TASK: In the records, find every line with the word "this" and copy it out.
————
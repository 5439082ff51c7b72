//! CP_PDU (CCSDS Path Protocol Data Unit) header parsing and reassembly.
//!
//! A CP_PDU is a variable-length unit carried fragmented across one or more
//! M_PDU packet zones: a fixed 6-byte header, a data field, and a trailing
//! 16-bit CRC. The header's `packet_data_length` gives the length of
//! everything after the header minus one (the standard CCSDS space packet
//! convention), which here includes the 2-byte CRC trailer.

use crate::bits::read_bits;
use crate::crc::Crc16Table;
use crate::error::CpPduError;

pub const HEADER_LEN: usize = 6;
pub const CRC_LEN: usize = 2;

#[derive(Debug, Clone, Copy, PartialEq, Eq)]
pub enum SeqFlag {
    Continue,
    First,
    Last,
    Single,
}

impl SeqFlag {
    fn from_bits(v: u8) -> Result<Self, CpPduError> {
        match v {
            0 => Ok(SeqFlag::Continue),
            1 => Ok(SeqFlag::First),
            2 => Ok(SeqFlag::Last),
            3 => Ok(SeqFlag::Single),
            other => Err(CpPduError::BadSeqFlag(other)),
        }
    }
}

#[derive(Debug, Clone, Copy)]
pub struct CpPduHeader {
    pub version: u8,
    pub type_flag: u8,
    pub secondary_header_flag: bool,
    pub apid: u16,
    pub seq_flag: SeqFlag,
    pub sequence_count: u16,
    /// Length in bytes of everything following the header, CRC included.
    pub data_length: usize,
}

/// Parses the fixed 6-byte CP_PDU header.
pub fn parse_header(bytes: &[u8]) -> Result<CpPduHeader, CpPduError> {
    if bytes.len() < HEADER_LEN {
        return Err(CpPduError::HeaderTooShort(bytes.len()));
    }
    let header_bits = &bytes[..HEADER_LEN];
    let total_bits = HEADER_LEN * 8;

    let version = read_bits(header_bits, 0, 3, total_bits)? as u8;
    let type_flag = read_bits(header_bits, 3, 1, total_bits)? as u8;
    let secondary_header_flag = read_bits(header_bits, 4, 1, total_bits)? != 0;
    let apid = read_bits(header_bits, 5, 11, total_bits)? as u16;
    let seq_flag = SeqFlag::from_bits(read_bits(header_bits, 16, 2, total_bits)? as u8)?;
    let sequence_count = read_bits(header_bits, 18, 14, total_bits)? as u16;
    let packet_length = read_bits(header_bits, 32, 16, total_bits)? as usize;

    Ok(CpPduHeader {
        version,
        type_flag,
        secondary_header_flag,
        apid,
        seq_flag,
        sequence_count,
        data_length: packet_length + 1,
    })
}

/// Accumulates M_PDU packet-zone fragments into a CP_PDU.
///
/// Unlike the legacy demuxer, bytes are never silently discarded by
/// `append` itself: the "short CP_PDU" edge case (trimming a complete CP_PDU
/// off the front of a buffer that also holds the start of the next one) is
/// handled explicitly by [`CpPduAssembler::split_excess`], so a caller can
/// still forward whatever it collected even when continuity loss left the
/// buffer short or long of the declared length.
pub struct CpPduAssembler {
    header: Option<CpPduHeader>,
    buf: Vec<u8>,
}

impl CpPduAssembler {
    pub fn new() -> Self {
        CpPduAssembler {
            header: None,
            buf: Vec::new(),
        }
    }

    fn declared_total(&self) -> Option<usize> {
        self.header.map(|h| HEADER_LEN + h.data_length)
    }

    /// Appends a chunk, parsing the header once enough bytes have arrived.
    pub fn append(&mut self, chunk: &[u8]) -> Result<(), CpPduError> {
        self.buf.extend_from_slice(chunk);
        if self.header.is_none() && self.buf.len() >= HEADER_LEN {
            self.header = Some(parse_header(&self.buf)?);
        }
        Ok(())
    }

    pub fn header(&self) -> Option<&CpPduHeader> {
        self.header.as_ref()
    }

    /// `true` once the declared length has been reached or passed.
    pub fn is_complete(&self) -> bool {
        self.declared_total().map(|t| self.buf.len() >= t).unwrap_or(false)
    }

    /// `true` iff this CP_PDU's header matches the EOF-marker pattern
    /// (APID 0, sequence counter 0, CONTINUE, declared length 1). Only the
    /// header is examined, matching the legacy demuxer, which checks this
    /// immediately after the header is parsed rather than after the payload
    /// is fully buffered.
    pub fn is_eof(&self) -> bool {
        self.header
            .map(|h| h.apid == 0 && h.sequence_count == 0 && matches!(h.seq_flag, SeqFlag::Continue) && h.data_length == 1)
            .unwrap_or(false)
    }

    /// Edge case (short CP_PDU): if this CP_PDU's header arrived late in an
    /// M_PDU packet zone, the whole declared length plus the start of the
    /// *next* CP_PDU's header can land in the same buffer (no further
    /// pointer marks the boundary, since only one pointer exists per M_PDU).
    /// Splits off and returns whatever sits past the declared length.
    pub fn split_excess(&mut self) -> Option<Vec<u8>> {
        let total = self.declared_total()?;
        if self.buf.len() > total {
            Some(self.buf.split_off(total))
        } else {
            None
        }
    }

    /// Finishes the CP_PDU regardless of whether it ever reached its
    /// declared length — packet loss can leave it short, and the legacy
    /// demuxer's lenient policy is to forward a mismatched CP_PDU to the
    /// TP_File stage rather than drop it. Returns the header, the payload
    /// with the CRC trailer stripped (best-effort if fewer than 2 bytes
    /// remain), whether the declared length was met, and whether the CRC
    /// checked out.
    pub fn finish(self, crc: &Crc16Table) -> Result<(CpPduHeader, Vec<u8>, bool, bool), CpPduError> {
        let header = self.header.ok_or(CpPduError::HeaderTooShort(self.buf.len()))?;
        let declared_total = HEADER_LEN + header.data_length;
        let length_ok = self.buf.len() == declared_total;

        let body_start = HEADER_LEN.min(self.buf.len());
        let body = &self.buf[body_start..];
        let (payload, crc_ok) = if body.len() >= CRC_LEN {
            let payload_end = body.len() - CRC_LEN;
            let computed = crc.checksum(&body[..payload_end]);
            let expected = u16::from_be_bytes([body[payload_end], body[payload_end + 1]]);
            (body[..payload_end].to_vec(), computed == expected)
        } else {
            (body.to_vec(), false)
        };

        Ok((header, payload, length_ok, crc_ok))
    }
}

impl Default for CpPduAssembler {
    fn default() -> Self {
        Self::new()
    }
}

#[cfg(test)]
mod tests {
    use super::*;

    fn make_cppdu(apid: u16, seq_flag: u8, seq_count: u16, payload: &[u8], crc: &Crc16Table) -> Vec<u8> {
        let mut buf = vec![0u8; HEADER_LEN];
        buf[0] = 0b000_0_0000 | ((apid >> 8) as u8 & 0x07);
        buf[1] = (apid & 0xFF) as u8;
        buf[2] = (seq_flag << 6) | ((seq_count >> 8) as u8 & 0x3F);
        buf[3] = (seq_count & 0xFF) as u8;
        let data_len = payload.len() + CRC_LEN;
        let packet_length = (data_len - 1) as u16;
        buf[4] = (packet_length >> 8) as u8;
        buf[5] = (packet_length & 0xFF) as u8;
        buf.extend_from_slice(payload);
        let checksum = crc.checksum(&buf);
        buf.extend_from_slice(&checksum.to_be_bytes());
        buf
    }

    #[test]
    fn parses_header_and_reassembles_single_chunk() {
        let crc = Crc16Table::new();
        let frame = make_cppdu(100, 3, 7, b"hello world", &crc);
        let mut asm = CpPduAssembler::new();
        asm.append(&frame).unwrap();
        assert!(asm.is_complete());
        let (header, payload, length_ok, crc_ok) = asm.finish(&crc).unwrap();
        assert_eq!(header.apid, 100);
        assert_eq!(header.seq_flag, SeqFlag::Single);
        assert_eq!(header.sequence_count, 7);
        assert_eq!(payload, b"hello world");
        assert!(length_ok);
        assert!(crc_ok);
    }

    #[test]
    fn reassembles_across_fragments() {
        let crc = Crc16Table::new();
        let frame = make_cppdu(5, 1, 0, &[0xAB; 50], &crc);
        let mut asm = CpPduAssembler::new();
        let (first, rest) = frame.split_at(4);
        asm.append(first).unwrap();
        assert!(!asm.is_complete());
        asm.append(rest).unwrap();
        assert!(asm.is_complete());
        let (_, payload, length_ok, crc_ok) = asm.finish(&crc).unwrap();
        assert_eq!(payload, vec![0xAB; 50]);
        assert!(length_ok);
        assert!(crc_ok);
    }

    #[test]
    fn splits_trailing_bytes_belonging_to_next_cppdu() {
        let crc = Crc16Table::new();
        let frame = make_cppdu(5, 3, 0, b"abc", &crc);
        let mut asm = CpPduAssembler::new();
        let mut padded = frame.clone();
        padded.extend_from_slice(b"NEXTCPPDUHEADERBYTES");
        asm.append(&padded).unwrap();
        assert!(asm.is_complete());
        let extra = asm.split_excess().unwrap();
        assert_eq!(extra, b"NEXTCPPDUHEADERBYTES");
        let (_, payload, length_ok, _) = asm.finish(&crc).unwrap();
        assert_eq!(payload, b"abc");
        assert!(length_ok);
    }

    #[test]
    fn detects_bad_crc() {
        let crc = Crc16Table::new();
        let mut frame = make_cppdu(5, 3, 0, b"abc", &crc);
        let last = frame.len() - 1;
        frame[last] ^= 0xFF;
        let mut asm = CpPduAssembler::new();
        asm.append(&frame).unwrap();
        let (_, _, length_ok, crc_ok) = asm.finish(&crc).unwrap();
        assert!(length_ok);
        assert!(!crc_ok);
    }

    #[test]
    fn forced_finish_on_short_buffer_reports_length_mismatch_not_an_error() {
        let crc = Crc16Table::new();
        let frame = make_cppdu(5, 0, 0, &[0x11; 40], &crc);
        let mut asm = CpPduAssembler::new();
        asm.append(&frame[..20]).unwrap();
        assert!(!asm.is_complete());
        let (_, _, length_ok, _) = asm.finish(&crc).unwrap();
        assert!(!length_ok);
    }

    #[test]
    fn eof_marker_detected_from_header_alone() {
        // APID=0, SEQ=CONTINUE(0), COUNTER=0, LENGTH field 0 => data_length=1,
        // matching the EOF-marker pattern exactly (no CRC trailer at all).
        let header = [0x00u8, 0x00, 0x00, 0x00, 0x00, 0x00];
        let mut asm = CpPduAssembler::new();
        asm.append(&header).unwrap();
        assert!(asm.is_eof());
    }

    #[test]
    fn rejects_bad_seq_flag() {
        let crc = Crc16Table::new();
        let frame = make_cppdu(5, 3, 0, b"abc", &crc);
        // seq_flag lives in a 2-bit field; every encoding (0-3) is valid, so
        // BadSeqFlag can only be reached by constructing the error directly.
        assert!(parse_header(&frame).is_ok());
        let _ = SeqFlag::from_bits(4).unwrap_err();
    }
}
————
EXERCISE RESPONSE:
    /// `true` iff this CP_PDU's header matches the EOF-marker pattern
    /// header is examined, matching the legacy demuxer, which checks this
    /// Edge case (short CP_PDU): if this CP_PDU's header arrived late in an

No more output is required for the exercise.